Em meados dos anos 90, a história inspirou Francisco e mais três amigos a montarem uma banda com o mesmo nome da lenda. No início, os amigos tocavam músicas de rock psicodélico progressivo, mas, com o passar do tempo, a consciência ambiental e o empreendedorismo inspiraram o grupo a ampliar sua atuação.
Sentimos a necessidade de transformar esse trabalho em algo mais. Queríamos oferecer mais, contribuir mais para a sociedade, -relembrou Francisco.
De uma banda de rock, o grupo diversificou as atividades e começou a produzir e publicar fanzines, depois eventos, festivais de rock e mostras de fotografias e vídeos. A Vovó do Mangue cresceu e se transformou na fundação que trabalha com preservação, educação ambiental, defesa de direitos sociais, desenvolvimento humano e outros projetos, como o CO2 Manguezal.
Assim como outros filhos de pescadores e marisqueiras do Recôncavo Baiano, Rita aprendeu desde cedo com os pais sobre as formas de retirar o seu sustento dos manguezais.
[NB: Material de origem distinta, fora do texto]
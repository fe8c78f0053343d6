//! Inline `**bold**` markers used inside finding bullets.

#[derive(Debug, Clone, Copy, PartialEq, Eq)]
pub enum Span<'a> {
    Plain(&'a str),
    Emphasis(&'a str),
}

/// Splits a bullet into plain and emphasised runs.
///
/// An opening `**` without a matching close is kept as literal text.
pub fn emphasis_spans(text: &str) -> Vec<Span<'_>> {
    let mut spans = Vec::new();
    let mut rest = text;

    while let Some(open) = rest.find("**") {
        let after_open = &rest[open + 2..];
        let Some(close) = after_open.find("**") else {
            break;
        };
        if open > 0 {
            spans.push(Span::Plain(&rest[..open]));
        }
        if close > 0 {
            spans.push(Span::Emphasis(&after_open[..close]));
        }
        rest = &after_open[close + 2..];
    }

    if !rest.is_empty() {
        spans.push(Span::Plain(rest));
    }
    spans
}
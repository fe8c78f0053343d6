use std::sync::Arc;
use std::time::Duration;

use anyhow::{Context, Result};
use common::{emphasis_spans, FindingsGroup, Outcome, ResearchArtifact, ResearchRequest, Span};
use kalshi_client::{EventFilter, KalshiRestClient};
use llm_client::{GatewayClient, GatewaySettings, GenerationError};
use progress_sim::{ProgressTicker, ProgressView};
use research_cache::{LocalCache, SqliteTier};
use research_engine::{ArtifactGenerator, ResearchChat, ResearchExtender, StepNarrator};
use research_orchestrator::{Generators, Orchestrator, ResearchOutcome, ResearchSession};
use tokio::sync::watch;
use tokio::task::JoinHandle;
use tracing::{info, warn};

use crate::config::AppConfig;
use crate::journal::{resolve_journal_dir, ResearchJournal};

pub struct App {
    config: AppConfig,
    kalshi: KalshiRestClient,
    session: ResearchSession,
    journal: ResearchJournal,
}

impl App {
    pub fn new(config: AppConfig) -> Result<Self> {
        let api_base = Some(config.kalshi.api_base.as_str()).filter(|b| !b.trim().is_empty());
        let kalshi = KalshiRestClient::new(api_base, config.kalshi.use_demo, config.kalshi.reads_per_sec)
            .context("building Kalshi client")?;

        let api_key = config.gateway.api_key();
        if api_key.is_none() {
            warn!(
                "{} is not set; research generation will fail with a configuration error",
                config.gateway.api_key_env
            );
        }
        let gateway = Arc::new(
            GatewayClient::new(GatewaySettings {
                base_url: config.gateway.base_url.clone(),
                api_key,
                image_model: config.models.image.clone(),
                timeout_ms: config.gateway.timeout_ms,
                max_retries: config.gateway.max_retries,
            })
            .context("building gateway client")?,
        );

        let store = Arc::new(
            SqliteTier::open(&config.cache.sqlite_path)
                .with_context(|| format!("opening {}", config.cache.sqlite_path.display()))?,
        );
        let generators = Generators {
            artifact: ArtifactGenerator::new(
                gateway.clone(),
                config.models.research.clone(),
                config.cache.validity_window(),
            ),
            narrator: StepNarrator::new(gateway.clone(), config.models.steps.clone()),
            chat: ResearchChat::new(gateway.clone(), config.models.chat.clone()),
            extender: ResearchExtender::new(gateway.clone(), config.models.extend.clone()),
            images: gateway,
        };
        let orchestrator = Arc::new(Orchestrator::new(
            store,
            generators,
            config.cache.placeholder_ttl_hours,
        ));

        let local = match &config.cache.durable_dir {
            Some(dir) => LocalCache::with_durable_dir(dir)
                .with_context(|| format!("opening client cache in {}", dir.display()))?,
            None => LocalCache::in_memory(),
        };

        let journal = ResearchJournal::open(resolve_journal_dir()).context("opening research journal")?;
        info!(run_id = %journal.run_id(), "Research journal path: {}", journal.dir().display());

        Ok(Self {
            config,
            kalshi,
            session: ResearchSession::new(orchestrator, local),
            journal,
        })
    }

    async fn request_for(&self, ticker: &str) -> Result<ResearchRequest> {
        let detail = self
            .kalshi
            .get_event(ticker)
            .await
            .with_context(|| format!("fetching event {}", ticker))?;
        Ok(ResearchRequest::from_event(&detail.event, &detail.markets))
    }

    pub async fn events(&self, limit: u32, cursor: Option<&str>) -> Result<()> {
        let filter = EventFilter { limit, ..EventFilter::default() };
        let page = self.kalshi.list_events(cursor, &filter).await?;
        for event in &page.events {
            println!("{:<28} {} [{}]", event.event_ticker, event.title, event.category);
        }
        if let Some(next) = page.cursor {
            println!("\nnext cursor: {}", next);
        }
        Ok(())
    }

    pub async fn hot(&self, limit: usize) -> Result<()> {
        for event in self.kalshi.hot_events(limit).await? {
            println!(
                "{:<28} {} [{}] volume {}",
                event.event_ticker,
                event.title,
                event.category,
                event.total_volume.unwrap_or_default()
            );
        }
        Ok(())
    }

    pub async fn research(&mut self, ticker: &str) -> Result<()> {
        let request = self.request_for(ticker).await?;
        self.journal.requested(&request.key);
        let step_interval = Duration::from_millis(self.config.progress.step_interval_ms);

        let progress = ProgressTicker::spawn(Vec::new(), step_interval);
        let printer = spawn_progress_printer(progress.subscribe());
        let result = {
            let research = self.session.research(&request);
            let steps = self.session.steps(&request);
            tokio::pin!(research, steps);
            let mut steps_pending = true;
            loop {
                tokio::select! {
                    steps = &mut steps, if steps_pending => {
                        steps_pending = false;
                        progress.reset(steps);
                    }
                    result = &mut research => break result,
                }
            }
        };
        progress.complete();
        if let Err(e) = printer.await {
            warn!("Progress display failed: {}", e);
        }

        let outcome = match result {
            Ok(outcome) => outcome,
            Err(e) => return Err(self.record_failure(&request, e)),
        };
        self.journal.served(&request.key, outcome.from_cache, outcome.validity_hours);
        print_artifact(&request, &outcome.artifact, outcome.from_cache);

        if let Some(image) = self.wait_for_image(&request, outcome).await {
            println!("\nImage: {}", describe_image(&image));
        }
        Ok(())
    }

    async fn wait_for_image(&mut self, request: &ResearchRequest, outcome: ResearchOutcome) -> Option<String> {
        if outcome.artifact.image.is_some() {
            return outcome.artifact.image;
        }
        if outcome.background.image.is_some() {
            let report = outcome.background.join().await;
            if !report.image_patched {
                return None;
            }
            self.journal.image_patched(&request.key);
            return self.session.refresh_image(request, 1, Duration::ZERO).await;
        }
        let progress = &self.config.progress;
        self.session
            .refresh_image(
                request,
                progress.image_poll_attempts,
                Duration::from_millis(progress.image_poll_interval_ms),
            )
            .await
    }

    pub async fn steps(&self, ticker: &str) -> Result<()> {
        let request = self.request_for(ticker).await?;
        for (i, step) in self.session.steps(&request).await.iter().enumerate() {
            println!("{}. {}", i + 1, step);
        }
        Ok(())
    }

    pub async fn more(&mut self, ticker: &str) -> Result<()> {
        let request = self.request_for(ticker).await?;
        let groups = match self.session.extend(&request).await {
            Ok(groups) => groups,
            Err(e) => return Err(self.record_failure(&request, e)),
        };
        if groups.is_empty() {
            println!("No new angles found.");
        }
        for group in &groups {
            print_group(group);
        }
        Ok(())
    }

    pub async fn chat(&mut self, ticker: &str, question: &str) -> Result<()> {
        let request = self.request_for(ticker).await?;
        match self.session.chat(&request, &[], question).await {
            Ok(answer) => {
                println!("{}", answer);
                Ok(())
            }
            Err(e) => Err(self.record_failure(&request, e)),
        }
    }

    fn record_failure(&mut self, request: &ResearchRequest, error: GenerationError) -> anyhow::Error {
        self.journal.failed(&request.key, error.code(), &error.to_string());
        let hint = match &error {
            GenerationError::RateLimited { retry_after_ms } => {
                format!("rate limited, retry in {}s", retry_after_ms / 1_000)
            }
            e if e.is_retryable() => "temporary failure, try again".to_string(),
            _ => "research failed".to_string(),
        };
        anyhow::Error::new(error).context(format!("{} ({})", hint, request.key))
    }
}

/// Prints each step once it is done. Returns when the view completes or
/// the ticker goes away.
fn spawn_progress_printer(mut views: watch::Receiver<ProgressView>) -> JoinHandle<()> {
    tokio::spawn(async move {
        let mut printed = 0usize;
        loop {
            let view = views.borrow_and_update().clone();
            printed = printed.min(view.completed);
            while printed < view.completed.min(view.steps.len()) {
                println!("  ✓ {}", view.steps[printed]);
                printed += 1;
            }
            if view.complete || views.changed().await.is_err() {
                break;
            }
        }
    })
}

fn render_bullet(text: &str) -> String {
    emphasis_spans(text)
        .into_iter()
        .map(|span| match span {
            Span::Plain(s) => s.to_string(),
            Span::Emphasis(s) => format!("\x1b[1m{}\x1b[0m", s),
        })
        .collect()
}

fn print_group(group: &FindingsGroup) {
    println!("\n{} ({:?}, {:?} confidence)", group.title, group.icon, group.confidence);
    for bullet in &group.bullets {
        println!("  - {}", render_bullet(bullet));
    }
}

fn percent(probability: f64) -> String {
    format!("{:.0}%", probability * 100.0)
}

fn print_artifact(request: &ResearchRequest, artifact: &ResearchArtifact, from_cache: bool) {
    println!("\n{}{}", request.title, if from_cache { " (cached)" } else { "" });
    for group in &artifact.groups {
        print_group(group);
    }

    let probability = &artifact.probability;
    println!(
        "\nEstimate: {} ({:?} confidence)\n{}",
        percent(probability.estimate),
        probability.confidence,
        probability.reasoning
    );
    match &artifact.outcome {
        Outcome::Binary => {}
        Outcome::Candidates { candidates } => {
            for candidate in candidates {
                println!("  {:<32} {}", candidate.name, percent(candidate.probability));
            }
        }
        Outcome::Thresholds { thresholds } => {
            for threshold in thresholds {
                println!("  {:<32} {}", threshold.level, percent(threshold.probability));
            }
        }
    }
}

fn describe_image(image: &str) -> String {
    if image.starts_with("data:") {
        format!("inline data ({} bytes)", image.len())
    } else {
        image.to_string()
    }
}

#[cfg(test)]
mod tests {
    use super::*;

    #[test]
    fn test_render_bullet_bolds_emphasis() {
        assert_eq!(
            render_bullet("Won **3 of 4** finals"),
            "Won \x1b[1m3 of 4\x1b[0m finals"
        );
        assert_eq!(render_bullet("no markers"), "no markers");
    }

    #[test]
    fn test_describe_image() {
        assert_eq!(describe_image("data:image/png;base64,AAAA"), "inline data (26 bytes)");
        assert_eq!(describe_image("https://img.test/a.png"), "https://img.test/a.png");
    }

    #[test]
    fn test_percent_rounds() {
        assert_eq!(percent(0.314), "31%");
        assert_eq!(percent(1.0), "100%");
    }
}
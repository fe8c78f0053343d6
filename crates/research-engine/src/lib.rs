//! Generation adapters for research artifacts, step narration and
//! follow-up questions.

pub mod artifact;
pub mod followup;
pub mod narrator;
pub mod prompts;

#[cfg(test)]
pub(crate) mod testing;

pub use artifact::{ArtifactGenerator, GeneratedArtifact, ValidityWindow};
pub use followup::{ResearchChat, ResearchExtender};
pub use narrator::{fallback_steps, Narration, StepNarrator, FALLBACK_STEPS};
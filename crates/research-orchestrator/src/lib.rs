//! Research orchestration: cache consult, single-flight generation,
//! background image patching and narration write-back, plus the client
//! session that layers the local tiers on top.

pub mod orchestrator;
pub mod session;
pub mod single_flight;

#[cfg(test)]
pub(crate) mod testing;

pub use orchestrator::{BackgroundReport, BackgroundWork, Generators, Orchestrator, ResearchOutcome};
pub use session::ResearchSession;
pub use single_flight::KeyedLocks;
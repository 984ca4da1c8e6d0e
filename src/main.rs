#![warn(clippy::pedantic, elided_lifetimes_in_paths, explicit_outlives_requirements)]
#![allow(non_snake_case)]

use {
	anyhow::{bail, Context},
	clap::Parser,
	hex_dance_maps::{
		bundled::{self, BUNDLED},
		initTracing,
	},
	std::{fs, path::PathBuf},
	tracing::info,
};

fn main() -> anyhow::Result<()> {
	#[derive(Parser)]
	struct Args {
		#[clap(long, default_value = "data")]
		dataDir: PathBuf,

		/// Bundled map names to write; all of them when omitted.
		#[clap(long)]
		only: Vec<String>,
	}
	let Args { dataDir, only } = Args::parse();
	initTracing();

	if let Some(name) = only.iter().find(|name| bundled::find(name).is_none()) {
		bail!("no bundled map named {name:?}");
	}
	fs::create_dir_all(&dataDir).with_context(|| format!("{dataDir:?}"))?;
	for map in BUNDLED.iter().filter(|map| only.is_empty() || only.iter().any(|name| name == map.name)) {
		let document = map.emitInto(&dataDir).with_context(|| format!("bundled map {:?}", map.name))?;
		let counts = document.tileCounts();
		info!(
			walls = counts.walls,
			floors = counts.floors,
			doors = counts.doors,
			entities = document.entities.len(),
			"wrote {}",
			dataDir.join(map.fileName).display()
		);
	}
	Ok(())
}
Nascida e criada em Maragogipe, a 131 km de Salvador, Rita viu a sua vida se transformar após o início do projeto CO2 Manguezal.
Com sorriso largo no rosto, ela conta que plantou pessoalmente parte das 50 mil mudas de mangue e de mata atlântica. Acordar às 4h da manhã para ir a campo é motivo de alegria para essa baiana que testemunha com orgulho a evolução do crescimento das mudas.
Comecei no projeto tomando curso de capacitação para pescadora e marisqueira e no mesmo ano passei a trabalhar com produção de muda e fazer plantio no mangue. Eu sou filha de pescador e marisqueira. A gente aprende desde cedo sobre a atividade, mas não aprende com aquela consciência necessária, algo que tive contato graças ao projeto.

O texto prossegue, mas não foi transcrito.